Speaking on the 25th anniversary of the Holocaust Day on Monday, marking their migration from the Valley in 1990, Chrungoo stated that the community has "first and natural right" over the territory of Kashmir.

"We would return only when our geo-political aspirations as per Margdarshan resolution are fulfilled through political and constitutional means," he said.

"The community was made the selected victim of terror and terrorism, murder and mayhem on a large scale resulting in its mass exodus from the valley.

"Genocide against the Kashmiri Pandit was used as a strong weapon to achieve ethnic cleansing by the fundamentalists and terrorists in Kashmir valley," he added.

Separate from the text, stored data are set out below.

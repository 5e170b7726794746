//! Plan Inspector
//!
//! Walks a plan tree once and reduces it to the handful of signals the
//! suggestion engine and performance recorder care about. The inspection is
//! purely structural: any engine adapter that produces a `QueryPlan` gets the
//! same treatment.

use querylens_core::{NodeKind, OptimizerConfig, PlanNode, QueryPlan};
use serde::{Deserialize, Serialize};
use std::collections::BTreeSet;

/// Anti-pattern flags and index names found in a plan
#[derive(Debug, Clone, Default, PartialEq, Eq, Serialize, Deserialize)]
pub struct PlanSignals {
    /// Some node reads a whole table
    pub has_seq_scan: bool,
    /// Some sort node exceeds the sort cost threshold
    pub has_expensive_sort: bool,
    /// Some nested loop node exceeds the join cost threshold
    pub has_inefficient_join: bool,
    /// Every index touched anywhere in the plan
    pub index_names: BTreeSet<String>,
}

impl PlanSignals {
    /// Returns true if any anti-pattern flag is set
    pub fn has_issues(&self) -> bool {
        self.has_seq_scan || self.has_expensive_sort || self.has_inefficient_join
    }

    /// Index names in sorted order
    pub fn index_usage(&self) -> Vec<String> {
        self.index_names.iter().cloned().collect()
    }
}

/// Classifies plans against cost thresholds
#[derive(Debug, Clone, Copy, PartialEq)]
pub struct PlanInspector {
    expensive_sort_cost: f64,
    inefficient_join_cost: f64,
}

impl Default for PlanInspector {
    fn default() -> Self {
        Self::from_config(&OptimizerConfig::default())
    }
}

impl PlanInspector {
    /// Creates an inspector with the default thresholds
    pub fn new() -> Self {
        Self::default()
    }

    /// Creates an inspector using the thresholds from `config`
    pub fn from_config(config: &OptimizerConfig) -> Self {
        Self {
            expensive_sort_cost: config.expensive_sort_cost,
            inefficient_join_cost: config.inefficient_join_cost,
        }
    }

    /// Sets the cost above which a sort is expensive
    pub fn with_expensive_sort_cost(mut self, cost: f64) -> Self {
        self.expensive_sort_cost = cost;
        self
    }

    /// Sets the cost above which a nested loop is inefficient
    pub fn with_inefficient_join_cost(mut self, cost: f64) -> Self {
        self.inefficient_join_cost = cost;
        self
    }

    pub fn expensive_sort_cost(&self) -> f64 {
        self.expensive_sort_cost
    }

    pub fn inefficient_join_cost(&self) -> f64 {
        self.inefficient_join_cost
    }

    /// Reduces the whole plan to its signals.
    ///
    /// An empty plan (EXPLAIN failed or produced nothing) yields all-false
    /// flags and no index names.
    pub fn classify(&self, plan: &QueryPlan) -> PlanSignals {
        let mut signals = PlanSignals::default();
        for node in plan.iter_nodes() {
            self.visit(node, &mut signals);
        }
        signals
    }

    /// Classifies a bare subtree
    pub fn classify_node(&self, node: &PlanNode) -> PlanSignals {
        let mut signals = PlanSignals::default();
        let mut stack = vec![node];
        while let Some(current) = stack.pop() {
            self.visit(current, &mut signals);
            stack.extend(current.children.iter());
        }
        signals
    }

    fn visit(&self, node: &PlanNode, signals: &mut PlanSignals) {
        match node.kind() {
            NodeKind::SeqScan => signals.has_seq_scan = true,
            NodeKind::Sort if node.total_cost > self.expensive_sort_cost => {
                signals.has_expensive_sort = true;
            }
            _ => {}
        }

        // Matches every join flavour: "Nested Loop Left Join", "Nested Loop Anti Join", ...
        if node.node_type.contains("Nested Loop") && node.total_cost > self.inefficient_join_cost {
            signals.has_inefficient_join = true;
        }

        if let Some(index) = &node.index_name {
            signals.index_names.insert(index.clone());
        }
    }
}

Chrungoo said that diatribe against the community by separatist forces in Kashmir remains unabated despite complete banishment of the Pandits in Kashmir.

"It is the secessionist and terrorist forces who were responsible for the genocide and ethnic cleansing of Kashmiri Pandits. The occasion today reminds the country that the indigenous people of Kashmir, the Kashmiri Pandits continue to live as refugees in their own country", Panun Kashmir Chief said.

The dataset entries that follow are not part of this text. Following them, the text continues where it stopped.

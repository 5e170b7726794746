//! Query Plan Model - engine-agnostic execution plan tree
//!
//! Every engine adapter produces this shape. Nodes carry the engine's own
//! operation name in `node_type` (PostgreSQL spelling, e.g. "Seq Scan",
//! "Nested Loop") plus the numeric estimates the analyzer reads.

use serde::{Deserialize, Serialize};

/// A complete execution plan as reported by an engine.
///
/// `root` is `None` when the engine could not produce a plan; every consumer
/// treats that as "no signals" rather than as an error.
#[derive(Debug, Clone, Default, Serialize, Deserialize, PartialEq)]
pub struct QueryPlan {
    /// Root node of the plan tree
    pub root: Option<PlanNode>,
    /// Planning time in milliseconds (if available)
    pub planning_time_ms: Option<f64>,
    /// Execution time in milliseconds (if available, from EXPLAIN ANALYZE)
    pub execution_time_ms: Option<f64>,
}

impl QueryPlan {
    /// Creates a new query plan with the given root node
    pub fn new(root: PlanNode) -> Self {
        Self {
            root: Some(root),
            planning_time_ms: None,
            execution_time_ms: None,
        }
    }

    /// A plan with no nodes, substituted when EXPLAIN fails
    pub fn empty() -> Self {
        Self::default()
    }

    /// Sets the planning time
    pub fn with_planning_time(mut self, ms: f64) -> Self {
        self.planning_time_ms = Some(ms);
        self
    }

    /// Sets the execution time
    pub fn with_execution_time(mut self, ms: f64) -> Self {
        self.execution_time_ms = Some(ms);
        self
    }

    /// Returns true if the engine produced no plan
    pub fn is_empty(&self) -> bool {
        self.root.is_none()
    }

    /// Total estimated cost of the root node
    pub fn total_cost(&self) -> Option<f64> {
        self.root.as_ref().map(|r| r.total_cost)
    }

    /// Estimated rows produced by the root node
    pub fn total_rows(&self) -> Option<u64> {
        self.root.as_ref().map(|r| r.plan_rows)
    }

    /// Returns an iterator over all nodes in the plan (depth-first)
    pub fn iter_nodes(&self) -> PlanNodeIterator<'_> {
        PlanNodeIterator::new(self.root.as_ref())
    }

    /// Finds all nodes of the given kind
    pub fn find_nodes_by_kind(&self, kind: NodeKind) -> Vec<&PlanNode> {
        self.iter_nodes().filter(|n| n.kind() == kind).collect()
    }

    /// Returns true if the plan contains any sequential scans
    pub fn has_sequential_scans(&self) -> bool {
        self.iter_nodes().any(|n| n.kind() == NodeKind::SeqScan)
    }
}

/// A single node in the plan tree
#[derive(Debug, Clone, Serialize, Deserialize, PartialEq)]
pub struct PlanNode {
    /// Engine operation name, e.g. "Seq Scan", "Nested Loop", "Sort"
    pub node_type: String,
    /// Relation/table name (if applicable)
    #[serde(default)]
    pub relation: Option<String>,
    /// Alias used in the query (if applicable)
    #[serde(default)]
    pub alias: Option<String>,
    /// Cost to return the first row
    #[serde(default)]
    pub startup_cost: f64,
    /// Cost to return all rows
    #[serde(default)]
    pub total_cost: f64,
    /// Estimated number of rows
    #[serde(default)]
    pub plan_rows: u64,
    /// Index used by this node (for index scans)
    #[serde(default)]
    pub index_name: Option<String>,
    /// Filter condition applied
    #[serde(default)]
    pub filter: Option<String>,
    /// Child nodes
    #[serde(default)]
    pub children: Vec<PlanNode>,
}

impl PlanNode {
    /// Creates a new plan node with the given engine operation name
    pub fn new(node_type: impl Into<String>) -> Self {
        Self {
            node_type: node_type.into(),
            relation: None,
            alias: None,
            startup_cost: 0.0,
            total_cost: 0.0,
            plan_rows: 0,
            index_name: None,
            filter: None,
            children: Vec::new(),
        }
    }

    /// Creates a node using the canonical name of `kind`
    pub fn of_kind(kind: NodeKind) -> Self {
        Self::new(kind.as_str())
    }

    /// Sets the relation/table name
    pub fn with_relation(mut self, relation: impl Into<String>) -> Self {
        self.relation = Some(relation.into());
        self
    }

    /// Sets the alias
    pub fn with_alias(mut self, alias: impl Into<String>) -> Self {
        self.alias = Some(alias.into());
        self
    }

    /// Sets the startup and total cost
    pub fn with_cost(mut self, startup: f64, total: f64) -> Self {
        self.startup_cost = startup;
        self.total_cost = total;
        self
    }

    /// Sets the estimated rows
    pub fn with_rows(mut self, rows: u64) -> Self {
        self.plan_rows = rows;
        self
    }

    /// Sets the index name
    pub fn with_index(mut self, index_name: impl Into<String>) -> Self {
        self.index_name = Some(index_name.into());
        self
    }

    /// Sets the filter condition
    pub fn with_filter(mut self, filter: impl Into<String>) -> Self {
        self.filter = Some(filter.into());
        self
    }

    /// Adds a child node
    pub fn with_child(mut self, child: PlanNode) -> Self {
        self.children.push(child);
        self
    }

    /// Classifies `node_type` into a known operation
    pub fn kind(&self) -> NodeKind {
        NodeKind::from_node_type(&self.node_type)
    }

    /// Returns the total number of nodes in this subtree (including self)
    pub fn node_count(&self) -> usize {
        1 + self.children.iter().map(|c| c.node_count()).sum::<usize>()
    }

    /// Returns the maximum depth of this subtree
    pub fn depth(&self) -> usize {
        1 + self.children.iter().map(|c| c.depth()).max().unwrap_or(0)
    }

    /// Returns true if this is a leaf node (no children)
    pub fn is_leaf(&self) -> bool {
        self.children.is_empty()
    }
}

/// Known plan operations, spelled the way PostgreSQL reports them.
///
/// Adapters for other engines map their operations onto these names so the
/// inspector can stay purely structural.
#[derive(Debug, Clone, Copy, Serialize, Deserialize, PartialEq, Eq, Hash)]
#[serde(rename_all = "snake_case")]
pub enum NodeKind {
    // Scans
    SeqScan,
    IndexScan,
    IndexOnlyScan,
    BitmapIndexScan,
    BitmapHeapScan,
    SubqueryScan,
    CteScan,

    // Joins
    NestedLoop,
    HashJoin,
    MergeJoin,

    // Aggregation
    Aggregate,
    GroupAggregate,
    HashAggregate,

    // Sorting
    Sort,
    IncrementalSort,

    Limit,
    Materialize,
    Hash,
    Unique,
    Append,
    Result,
    Gather,
    ModifyTable,

    Unknown,
}

impl NodeKind {
    /// Classifies an engine operation name
    pub fn from_node_type(s: &str) -> Self {
        match s {
            "Seq Scan" => Self::SeqScan,
            "Index Scan" => Self::IndexScan,
            "Index Only Scan" => Self::IndexOnlyScan,
            "Bitmap Index Scan" => Self::BitmapIndexScan,
            "Bitmap Heap Scan" => Self::BitmapHeapScan,
            "Subquery Scan" => Self::SubqueryScan,
            "CTE Scan" => Self::CteScan,
            "Hash Join" => Self::HashJoin,
            "Merge Join" => Self::MergeJoin,
            "Aggregate" => Self::Aggregate,
            "GroupAggregate" | "Group Aggregate" => Self::GroupAggregate,
            "HashAggregate" | "Hash Aggregate" => Self::HashAggregate,
            "Sort" => Self::Sort,
            "Incremental Sort" => Self::IncrementalSort,
            "Limit" => Self::Limit,
            "Materialize" => Self::Materialize,
            "Hash" => Self::Hash,
            "Unique" => Self::Unique,
            "Append" => Self::Append,
            "Result" => Self::Result,
            "Gather" | "Gather Merge" => Self::Gather,
            "ModifyTable" | "Modify Table" => Self::ModifyTable,
            // Text EXPLAIN folds the join type in: "Nested Loop Left Join"
            other if other.starts_with("Nested Loop") => Self::NestedLoop,
            _ => Self::Unknown,
        }
    }

    /// Canonical operation name
    pub fn as_str(&self) -> &'static str {
        match self {
            Self::SeqScan => "Seq Scan",
            Self::IndexScan => "Index Scan",
            Self::IndexOnlyScan => "Index Only Scan",
            Self::BitmapIndexScan => "Bitmap Index Scan",
            Self::BitmapHeapScan => "Bitmap Heap Scan",
            Self::SubqueryScan => "Subquery Scan",
            Self::CteScan => "CTE Scan",
            Self::NestedLoop => "Nested Loop",
            Self::HashJoin => "Hash Join",
            Self::MergeJoin => "Merge Join",
            Self::Aggregate => "Aggregate",
            Self::GroupAggregate => "GroupAggregate",
            Self::HashAggregate => "HashAggregate",
            Self::Sort => "Sort",
            Self::IncrementalSort => "Incremental Sort",
            Self::Limit => "Limit",
            Self::Materialize => "Materialize",
            Self::Hash => "Hash",
            Self::Unique => "Unique",
            Self::Append => "Append",
            Self::Result => "Result",
            Self::Gather => "Gather",
            Self::ModifyTable => "ModifyTable",
            Self::Unknown => "Unknown",
        }
    }

    /// Returns true if this node reads a relation
    pub fn is_scan(&self) -> bool {
        matches!(
            self,
            Self::SeqScan
                | Self::IndexScan
                | Self::IndexOnlyScan
                | Self::BitmapIndexScan
                | Self::BitmapHeapScan
                | Self::SubqueryScan
                | Self::CteScan
        )
    }

    /// Returns true if this node joins two inputs
    pub fn is_join(&self) -> bool {
        matches!(self, Self::NestedLoop | Self::HashJoin | Self::MergeJoin)
    }
}

/// Iterator for traversing plan nodes depth-first
pub struct PlanNodeIterator<'a> {
    stack: Vec<&'a PlanNode>,
}

impl<'a> PlanNodeIterator<'a> {
    fn new(root: Option<&'a PlanNode>) -> Self {
        Self {
            stack: root.into_iter().collect(),
        }
    }
}

impl<'a> Iterator for PlanNodeIterator<'a> {
    type Item = &'a PlanNode;

    fn next(&mut self) -> Option<Self::Item> {
        let node = self.stack.pop()?;
        // Push children in reverse order so we visit them in order
        for child in node.children.iter().rev() {
            self.stack.push(child);
        }
        Some(node)
    }
}

#[cfg(test)]
mod tests;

"Immediately after its forced mass exodus, all efforts to dismember, disperse and break the community's homogeneity were unleashed by various forces," he said.

The Chief also noted that persistent efforts were made to "keep the community out of the politico-administrative setup of the state" thus enforcing it to get dispersed in due course of time. The grave human rights violations that the Pandits have been subjected to need no semantics to prove, he said.

"The Kashmiri Pandit community has a lot of expectations from the Central government and the new dispensation that will emerge in due course of time in the state," Chrungoo said.

The organisation also called for the early passage of the Kashmiri Temples and Shrines Bill in the state legislature. We also extend our full support to the cause of Pak and PoK refugees keeping in view the recommendations made by the Parliamentary Standing Committee, he said.

A Parliamentary Panel had recently expressed serious concern over the restricted voting rights of West Pakistani refugees and observed that they must have the right to elect and get elected in all representative bodies to enhance the strength of democracy.